Tout proche, à l'orée du bois, au-dessus du grand chemin de Neufchâteau, s'élevait un hêtre très vieux qui répandait une belle et grande ombre175. Il était vénéré presque à l'égal de ces arbres tenus pour sacrés avant que les hommes apostoliques eussent évangélisé les Gaules176. Ses branches, qu'aucune main n'osait toucher, descendaient jusqu'à terre. «Les lis, disait un laboureur, ne sont pas plus beaux177.» Comme la fontaine, l'arbre avait plusieurs noms. On l'appelait l'Arbre-des-Dames, l'Arbre-aux-Loges-les-Dames, l'Arbre-des-Fées, l'Arbre-Charmine-Fée-de-Bourlémont, le Beau-Mai178.

Qu'il fût des fées et qu'on en eût vu sous l'Arbre-aux-Loges-les-Dames, tout le monde à Domremy le savait.

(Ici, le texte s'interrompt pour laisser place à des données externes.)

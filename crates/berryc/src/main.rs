//! The Berry compiler front end.
//!
//! - `berryc check <files...>` - Lex, parse and check the files as one module
//!
//! Options:
//! - `--module` - Module name shown in diagnostics (default `main`)
//! - `--json` - Output diagnostics as JSON (one object per line)
//! - `--no-color` - Disable colorized output
//! - `--plain` - One-line `[module] path:line:col: message` diagnostics
//! - `--dump-types` - Print the checked type of every surviving definition
//! - `-v, --verbose` - Debug logging to stderr (`RUST_LOG` takes precedence)

use std::path::{Path, PathBuf};
use std::process;

use clap::{Parser, Subcommand};
use tracing_subscriber::EnvFilter;

use berry_common::diagnostic::Reporter;
use berry_common::source::SourceFile;
use berry_parser::ast::{Def, Stmt};
use berry_parser::symbol::SymbolId;
use berry_parser::Module;
use berry_typeck::diagnostics::{render_diagnostic, render_plain, DiagnosticOptions};

#[derive(Parser)]
#[command(name = "berryc", version, about = "The Berry compiler front end")]
struct Cli {
    /// Log compiler internals to stderr
    #[arg(short, long, global = true)]
    verbose: bool,

    #[command(subcommand)]
    command: Commands,
}

#[derive(Subcommand)]
enum Commands {
    /// Check source files as a single module
    Check {
        /// Source files, in module order
        #[arg(required = true)]
        files: Vec<PathBuf>,

        /// Module name reported in diagnostics
        #[arg(long, default_value = "main")]
        module: String,

        /// Output diagnostics as JSON (one object per line) instead of human-readable format
        #[arg(long)]
        json: bool,

        /// Disable colorized output
        #[arg(long = "no-color")]
        no_color: bool,

        /// One line per diagnostic, without source excerpts
        #[arg(long, conflicts_with = "json")]
        plain: bool,

        /// Print the type of every definition that checked cleanly
        #[arg(long = "dump-types")]
        dump_types: bool,
    },
}

fn main() {
    let cli = Cli::parse();
    init_tracing(cli.verbose);

    match cli.command {
        Commands::Check {
            files,
            module,
            json,
            no_color,
            plain,
            dump_types,
        } => {
            let diag_opts = DiagnosticOptions {
                color: !no_color && !json,
                json,
            };
            let output = Output {
                diag_opts,
                plain,
                dump_types,
            };
            if !check(&files, &module, &output) {
                process::exit(1);
            }
        }
    }
}

fn init_tracing(verbose: bool) {
    let fallback = if verbose { "debug" } else { "warn" };
    let filter = EnvFilter::try_from_default_env().unwrap_or_else(|_| EnvFilter::new(fallback));
    tracing_subscriber::fmt()
        .with_env_filter(filter)
        .with_writer(std::io::stderr)
        .init();
}

struct Output {
    diag_opts: DiagnosticOptions,
    plain: bool,
    dump_types: bool,
}

/// Run the pipeline: read -> parse -> check -> report. Returns true when
/// every file was read and no diagnostic was produced.
fn check(paths: &[PathBuf], module_name: &str, output: &Output) -> bool {
    let reporter = Reporter::new();
    let mut module = Module::new(module_name);
    let mut all_read = true;

    for path in paths {
        let text = match std::fs::read_to_string(path) {
            Ok(text) => text,
            Err(err) => {
                report_read_error(path, &err, output);
                all_read = false;
                continue;
            }
        };
        let file = SourceFile::new(module.next_file_id(), path.display().to_string(), text);
        // A fatal parse error has already been reported; the definitions
        // before it are still checked.
        let _ = berry_parser::parse_file(&mut module, file, &reporter);
    }

    let result = berry_typeck::check(&mut module, &reporter);
    tracing::debug!(
        errors = reporter.error_count(),
        aborted = result.aborted.len(),
        "check finished"
    );

    report_diagnostics(&module, &reporter, output);
    if output.dump_types {
        dump_types(&module, &result.aborted);
    }

    all_read && !reporter.has_errors()
}

/// Write every diagnostic to stderr in the selected format.
fn report_diagnostics(module: &Module, reporter: &Reporter, output: &Output) {
    for diag in reporter.diagnostics() {
        if output.plain {
            eprintln!("{}", render_plain(&diag));
            continue;
        }
        let source = module
            .files
            .iter()
            .find(|f| f.display_path == diag.path)
            .map(|f| f.text.as_str())
            .unwrap_or_default();
        let rendered = render_diagnostic(&diag, source, &output.diag_opts);
        if output.diag_opts.json {
            eprintln!("{rendered}");
        } else {
            eprint!("{rendered}");
        }
    }
}

fn report_read_error(path: &Path, err: &std::io::Error, output: &Output) {
    if output.diag_opts.json {
        let msg = serde_json::json!({
            "code": "C0001",
            "severity": "error",
            "message": format!("cannot read file: {err}"),
            "file": path.display().to_string(),
            "spans": [],
        });
        eprintln!("{msg}");
    } else {
        eprintln!("error: cannot read '{}': {err}", path.display());
    }
}

/// Print `name: type` for each definition that survived checking, with the
/// parameters and locals of functions indented below.
fn dump_types(module: &Module, aborted: &[SymbolId]) {
    let describe = |id: SymbolId| {
        let symbol = &module.symbols[id];
        let ty = symbol
            .ty
            .as_ref()
            .map_or_else(|| "?".to_string(), |ty| ty.to_string());
        format!("{}: {ty}", symbol.name)
    };

    for def in &module.defs {
        let id = def.symbol();
        if aborted.contains(&id) {
            continue;
        }
        match def {
            Def::Func(func) => {
                println!("func {}", describe(id));
                let locals = func
                    .body
                    .iter()
                    .flat_map(|body| &body.stmts)
                    .filter_map(|stmt| match stmt {
                        Stmt::Let(var) => Some(var.symbol),
                        Stmt::Expr(_) => None,
                    });
                for local in func.params.iter().copied().chain(locals) {
                    println!("    {}", describe(local));
                }
            }
            Def::GlobalVar(_) => println!("let {}", describe(id)),
        }
    }
}
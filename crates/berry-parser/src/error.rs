use std::fmt;

use berry_common::diagnostic::Category;
use berry_common::error::LexError;
use berry_common::span::Span;

/// A fatal error that stops parsing of the current file.
#[derive(Debug, Clone, PartialEq)]
pub struct ParseError {
    pub kind: ParseErrorKind,
    pub message: String,
    pub span: Span,
}

#[derive(Debug, Clone, Copy, PartialEq, Eq)]
pub enum ParseErrorKind {
    /// Malformed token.
    Lexical,
    /// Well-formed tokens in an invalid arrangement, or a literal whose
    /// value cannot be represented.
    Syntax,
}

impl ParseError {
    pub fn new(message: impl Into<String>, span: Span) -> Self {
        Self {
            kind: ParseErrorKind::Syntax,
            message: message.into(),
            span,
        }
    }

    pub fn category(&self) -> Category {
        match self.kind {
            ParseErrorKind::Lexical => Category::Lexical,
            ParseErrorKind::Syntax => Category::Syntax,
        }
    }
}

impl From<LexError> for ParseError {
    fn from(err: LexError) -> Self {
        Self {
            kind: ParseErrorKind::Lexical,
            message: err.kind.to_string(),
            span: err.span,
        }
    }
}

impl fmt::Display for ParseError {
    fn fmt(&self, f: &mut fmt::Formatter<'_>) -> fmt::Result {
        write!(f, "{}", self.message)
    }
}

impl std::error::Error for ParseError {}
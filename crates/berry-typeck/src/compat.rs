//! Compatibility operations between types.
//!
//! Each operation answers a yes/no question and may, as a side effect,
//! merge, commit or narrow placeholders in the resolution table. Callers
//! turn a `false` into the appropriate diagnostic.

use berry_common::ty::{Ty, UntypedKind};

use crate::untyped::UntypedTable;

/// Require `a` and `b` to be the same type.
///
/// Two placeholders merge; a placeholder against a concrete type commits to
/// it when its kind allows; concrete types compare structurally.
pub fn must_equal(table: &mut UntypedTable, a: &Ty, b: &Ty) -> bool {
    let a = table.inner(a);
    let b = table.inner(b);
    match (&a, &b) {
        (Ty::Untyped(x), Ty::Untyped(y)) => table.union(*x, *y),
        (Ty::Untyped(id), concrete) | (concrete, Ty::Untyped(id)) => {
            table.is_compatible(*id, concrete) && table.commit(*id, concrete.clone())
        }
        (
            Ty::Pointer {
                elem: ea,
                is_const: ca,
            },
            Ty::Pointer {
                elem: eb,
                is_const: cb,
            },
        ) => ca == cb && must_equal(table, ea, eb),
        (Ty::Func { params: pa, ret: ra }, Ty::Func { params: pb, ret: rb }) => {
            pa.len() == pb.len()
                && pa.iter().zip(pb).all(|(x, y)| must_equal(table, x, y))
                && must_equal(table, ra, rb)
        }
        _ => a == b,
    }
}

/// Require a value of type `sub` to be usable where `sup` is expected.
/// Berry has no implicit widening, so this is equality.
pub fn must_subtype(table: &mut UntypedTable, sup: &Ty, sub: &Ty) -> bool {
    must_equal(table, sup, sub)
}

/// Whether `src` may be explicitly cast to `dest`.
pub fn must_cast(table: &mut UntypedTable, dest: &Ty, src: &Ty) -> bool {
    let src = table.inner(src);
    let dest = table.inner(dest);

    if let Ty::Untyped(id) = src {
        let kind = table.kind(id);
        if kind == UntypedKind::Null || table.is_compatible(id, &dest) {
            return table.commit(id, dest);
        }
        if dest.is_numeric() {
            return true;
        }
        return match dest {
            Ty::Bool | Ty::Pointer { .. } => table.narrow(id, UntypedKind::Int),
            _ => false,
        };
    }

    match (&src, &dest) {
        (s, d) if s.is_numeric() && d.is_numeric() => true,
        (Ty::Int { .. }, Ty::Bool) | (Ty::Bool, Ty::Int { .. }) => true,
        (
            Ty::Pointer {
                elem: se,
                is_const: sc,
            },
            Ty::Pointer {
                elem: de,
                is_const: dc,
            },
        ) => (!sc || *dc) && must_equal(table, se, de),
        _ => must_equal(table, &dest, &src),
    }
}

/// Require `ty` to be a number, narrowing a null-kinded placeholder.
pub fn must_number_type(table: &mut UntypedTable, ty: &Ty) -> bool {
    match table.inner(ty) {
        Ty::Untyped(id) => table.narrow(id, UntypedKind::Number),
        other => other.is_numeric(),
    }
}

/// Require `ty` to be an integer, narrowing a placeholder to `Int`.
pub fn must_int_type(table: &mut UntypedTable, ty: &Ty) -> bool {
    match table.inner(ty) {
        Ty::Untyped(id) => table.narrow(id, UntypedKind::Int),
        other => matches!(other, Ty::Int { .. }),
    }
}
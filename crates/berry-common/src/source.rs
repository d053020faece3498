//! Source file bookkeeping: file identity, display path, text, and the
//! line index used to turn spans into line/column pairs.

use serde::Serialize;

use crate::span::{LineIndex, Span};

/// Identifies one source file within a module.
#[derive(Debug, Clone, Copy, PartialEq, Eq, Hash, Serialize)]
pub struct FileId(pub u32);

#[derive(Debug, Clone)]
pub struct SourceFile {
    pub id: FileId,
    /// Path as shown to the user in diagnostics.
    pub display_path: String,
    pub text: String,
    line_index: LineIndex,
}

impl SourceFile {
    pub fn new(id: FileId, display_path: impl Into<String>, text: impl Into<String>) -> Self {
        let text = text.into();
        let line_index = LineIndex::new(&text);
        Self {
            id,
            display_path: display_path.into(),
            text,
            line_index,
        }
    }

    /// 1-based line and column of the start of `span`.
    pub fn location(&self, span: Span) -> (u32, u32) {
        self.line_index.line_col(span.start)
    }

    /// Source text covered by `span`.
    pub fn slice(&self, span: Span) -> &str {
        &self.text[span.start as usize..span.end as usize]
    }
}

#[cfg(test)]
mod tests {
    use super::*;

    #[test]
    fn location_and_slice() {
        let file = SourceFile::new(FileId(0), "main.berry", "let x: i32;\nlet y: bool;");
        let span = Span::new(16, 17);
        assert_eq!(file.location(span), (2, 5));
        assert_eq!(file.slice(span), "y");
    }
}
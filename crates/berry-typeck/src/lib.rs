//! Berry semantic checker.
//!
//! Walks a parsed [`Module`] definition by definition, giving every
//! expression a concrete type. Untyped literals (`5`, `2.0`, `null`) start
//! as placeholders whose type is settled by the surrounding constraints or,
//! failing that, by a per-kind default at the end of each statement.
//!
//! # Architecture
//!
//! - [`untyped`]: union-find resolution table for literal placeholders
//! - [`compat`]: equality, implicit conversion and cast rules
//! - [`env`]: lexical scope stack
//! - [`meta`]: metadata tag validation
//! - [`error`]: semantic error type
//! - [`diagnostics`]: ariadne, plain and JSON rendering

pub mod compat;
pub mod diagnostics;
pub mod env;
pub mod error;
pub mod meta;
pub mod untyped;
mod walker;

use berry_common::diagnostic::Reporter;
use berry_parser::symbol::SymbolId;
use berry_parser::Module;

use crate::error::TypeError;
use crate::walker::Walker;

/// Outcome of checking a module.
#[derive(Debug, Default)]
pub struct TypeckResult {
    /// Every semantic error, in the order found. Each one was also reported.
    pub errors: Vec<TypeError>,
    /// Definitions abandoned after a fatal error, by declared symbol.
    pub aborted: Vec<SymbolId>,
}

impl TypeckResult {
    pub fn is_ok(&self) -> bool {
        self.errors.is_empty()
    }
}

/// Check every definition of `module`, mutating its AST and symbols in
/// place. A fatal error abandons only the definition it occurs in.
pub fn check(module: &mut Module, reporter: &Reporter) -> TypeckResult {
    let Module {
        name,
        files,
        defs,
        symbols,
        globals,
    } = module;
    tracing::debug!(module = %name, defs = defs.len(), "checking module");

    let mut walker = Walker::new(name, files, symbols, globals, reporter);
    let mut aborted = Vec::new();
    for def in defs.iter_mut() {
        if walker.walk_def(def).is_err() {
            aborted.push(def.symbol());
        }
        walker.cleanup();
    }

    TypeckResult {
        errors: walker.into_errors(),
        aborted,
    }
}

Dans les anciens jours, au temps où Berthe filait, un seigneur de Bourlémont, nommé Pierre Granier179, devenu le bel ami d'une fée, l'allait trouver le soir sous le hêtre. Un roman traitait de leurs amours. Et l'une des marraines de Jeanne, dont le mari était clerc à Neufchâteau, avait entendu lire cette histoire qui ressemblait sans doute à celle de Mélusine, tant connue en Lorraine180. Seulement on doutait si les fées venaient encore sous le hêtre. Les uns croyaient que non, les autres croyaient qu'oui. Béatrix, marraine aussi de Jeanne, disait: «J'ai ouï conter que les fées venaient sous l'arbre dans l'ancien temps. Mais, pour leurs péchés, elles n'y viennent plus181.»

La simple créature entendait par là que ces dames fées étaient les ennemies de Dieu, et que le curé les avait mises en fuite. Jean Morel, parrain de Jeanne, pensait de même182.

En effet, la veille de l'Ascension, aux Rogations ou Petites Litanies, les croix étaient portées par les champs et le curé allait sous l'Arbre-des-Fées chanter l'évangile de saint Jean. Il le chantait encore à la Fontaine-aux-Groseilliers et aux autres fontaines de la paroisse183. Et pour chasser les mauvais esprits, on ne connaissait rien qui valût l'évangile de saint Jean184.

Le seigneur Aubert d'Ourches estimait que les fées avaient disparu de Domremy depuis vingt ou trente ans. Au rebours, plusieurs dans le village croyaient savoir que les chrétiens allaient encore se promener avec elles, et que le jeudi était le jour des rendez-vous185.